(Source records)
//! Schema introspection (source side) and materialization (target side).

pub mod introspect;
pub mod materialize;

pub use introspect::describe_table;
pub use materialize::{
    translate_default, KnownTables, MaterializeOutcome, MaterializeReport, SchemaMaterializer,
};
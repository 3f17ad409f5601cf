//! PostgreSQL target writer.
//!
//! Uses deadpool-postgres for connection pooling. Every connection runs with
//! `search_path` set to the configured schema, so statements rendered by
//! [`crate::dialect`] use unqualified table names.

use std::time::Duration;

use async_trait::async_trait;
use deadpool_postgres::{Manager, ManagerConfig, Object, Pool, RecyclingMethod};
use tokio_postgres::Config as PgConfig;
use tokio_postgres_rustls::MakeRustlsConnect;
use tracing::{debug, info, warn};

use super::tls::{client_config, SslMode};
use crate::config::{ReferenceConfig, TargetConfig};
use crate::core::identifier::quote_pg;
use crate::core::traits::TargetStore;
use crate::dialect::{InsertStatement, TableDefinition};
use crate::error::{MigrateError, Result};

/// Connection pool timeout.
const POOL_CONNECTION_TIMEOUT: Duration = Duration::from_secs(30);

/// The pipeline is sequential; a second connection covers health checks.
const MAX_CONNECTIONS: usize = 2;

/// PostgreSQL target writer.
pub struct PostgresWriter {
    pool: Pool,
    schema: String,
}

/// Startup `options` value pinning `search_path` to `schema`, quoted the same
/// way as `CREATE SCHEMA`. Whitespace and backslashes are escaped for libpq.
fn search_path_option(schema: &str) -> Result<String> {
    let mut escaped = String::new();
    for c in quote_pg(schema)?.chars() {
        if c == '\\' || c.is_whitespace() {
            escaped.push('\\');
        }
        escaped.push(c);
    }
    Ok(format!("-c search_path={}", escaped))
}

impl PostgresWriter {
    /// Connect, test the pool and make sure the target schema exists.
    pub async fn new(config: &TargetConfig) -> Result<Self> {
        let mut pg_config = PgConfig::new();
        pg_config.host(&config.host);
        pg_config.port(config.port);
        pg_config.dbname(&config.database);
        pg_config.user(&config.user);
        pg_config.password(&config.password);
        pg_config.options(&search_path_option(&config.schema)?);

        // Connection options for reliability
        pg_config.keepalives(true);
        pg_config.keepalives_idle(Duration::from_secs(30));
        pg_config.connect_timeout(POOL_CONNECTION_TIMEOUT);

        let mgr_config = ManagerConfig {
            recycling_method: RecyclingMethod::Fast,
        };

        let mgr = match client_config(SslMode::parse(&config.ssl_mode)?)? {
            None => {
                warn!("PostgreSQL TLS is disabled. Credentials will be transmitted in plaintext.");
                Manager::from_config(pg_config, tokio_postgres::NoTls, mgr_config)
            }
            Some(tls_config) => Manager::from_config(
                pg_config,
                MakeRustlsConnect::new(tls_config),
                mgr_config,
            ),
        };
        let pool = Pool::builder(mgr)
            .max_size(MAX_CONNECTIONS)
            .build()
            .map_err(|e| MigrateError::pool(e, "creating PostgreSQL target pool"))?;

        // Test connection
        let client = pool
            .get()
            .await
            .map_err(|e| MigrateError::pool(e, "testing PostgreSQL target connection"))?;
        client.simple_query("SELECT 1").await?;
        client
            .batch_execute(&format!(
                "CREATE SCHEMA IF NOT EXISTS {}",
                quote_pg(&config.schema)?
            ))
            .await?;

        info!(
            "Connected to PostgreSQL target: {}:{}/{} (schema {})",
            config.host, config.port, config.database, config.schema
        );

        Ok(Self {
            pool,
            schema: config.schema.clone(),
        })
    }

    async fn client(&self) -> Result<Object> {
        self.pool
            .get()
            .await
            .map_err(|e| MigrateError::pool(e, "getting PostgreSQL connection"))
    }
}

#[async_trait]
impl TargetStore for PostgresWriter {
    async fn table_exists(&self, table: &str) -> Result<bool> {
        let client = self.client().await?;

        let sql = r#"
            SELECT EXISTS (
                SELECT 1 FROM information_schema.tables
                WHERE table_schema = $1 AND table_name = $2
            )
        "#;

        let row = client.query_one(sql, &[&self.schema, &table]).await?;
        Ok(row.get::<_, bool>(0))
    }

    async fn create_table(&self, definition: &TableDefinition) -> Result<()> {
        let client = self.client().await?;
        let ddl = definition.to_sql();
        debug!("{}", ddl);
        client.batch_execute(&ddl).await?;
        Ok(())
    }

    async fn insert_rows(&self, statement: &InsertStatement) -> Result<u64> {
        if statement.is_empty() {
            return Ok(0);
        }
        let client = self.client().await?;
        let affected = client.execute(statement.to_sql().as_str(), &[]).await?;
        Ok(affected)
    }

    async fn execute(&self, sql: &str) -> Result<()> {
        let client = self.client().await?;
        debug!("{}", sql);
        client.batch_execute(sql).await?;
        Ok(())
    }

    async fn lookup_reference(&self, reference: &ReferenceConfig) -> Result<Option<i64>> {
        let client = self.client().await?;
        let sql = format!(
            "SELECT {}::bigint FROM {} WHERE {}::text = $1 LIMIT 1",
            quote_pg(&reference.id_column)?,
            quote_pg(&reference.table)?,
            quote_pg(&reference.column)?
        );
        let row = client.query_opt(sql.as_str(), &[&reference.value]).await?;
        Ok(row.map(|r| r.get::<_, i64>(0)))
    }

    async fn ping(&self) -> Result<()> {
        let client = self.client().await?;
        client.simple_query("SELECT 1").await?;
        Ok(())
    }

    async fn close(&self) {
        self.pool.close();
    }
}
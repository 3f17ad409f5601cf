//! Configuration loading and validation.

mod types;
mod validation;

pub use types::*;

use crate::error::Result;
use regex::Regex;
use sha2::{Digest, Sha256};
use std::path::Path;

impl Config {
    /// Load configuration from a YAML file.
    pub fn load<P: AsRef<Path>>(path: P) -> Result<Self> {
        let content = std::fs::read_to_string(path)?;
        Self::from_yaml(&content)
    }

    /// Parse configuration from a YAML string.
    pub fn from_yaml(yaml: &str) -> Result<Self> {
        let config: Config = serde_yaml::from_str(yaml)?;
        config.validate()?;
        Ok(config)
    }

    /// Validate the configuration.
    pub fn validate(&self) -> Result<()> {
        validation::validate(self)
    }

    /// Compute a SHA256 hash of the configuration.
    ///
    /// Recorded in the run summary so two runs can be matched to the same
    /// configuration. Passwords are part of the hash input but never printed.
    pub fn hash(&self) -> String {
        let yaml = serde_yaml::to_string(self).unwrap_or_default();
        let mut hasher = Sha256::new();
        hasher.update(yaml.as_bytes());
        format!("{:x}", hasher.finalize())
    }
}

impl MigrationConfig {
    /// Whether a source table passes the include/exclude filters.
    pub fn table_selected(&self, table: &str) -> bool {
        let included = self.include_tables.is_empty()
            || self.include_tables.iter().any(|p| glob_matches(p, table));
        included && !self.exclude_tables.iter().any(|p| glob_matches(p, table))
    }
}

/// Case-insensitive glob match supporting `*` and `?`.
fn glob_matches(pattern: &str, name: &str) -> bool {
    let mut re = String::with_capacity(pattern.len() + 8);
    re.push_str("(?i)^");
    for c in pattern.chars() {
        match c {
            '*' => re.push_str(".*"),
            '?' => re.push('.'),
            other => re.push_str(&regex::escape(&other.to_string())),
        }
    }
    re.push('$');
    Regex::new(&re).map(|r| r.is_match(name)).unwrap_or(false)
}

Activity: Please give only the number of lines above that contain the word "PostgresWriter".

Answer section: 3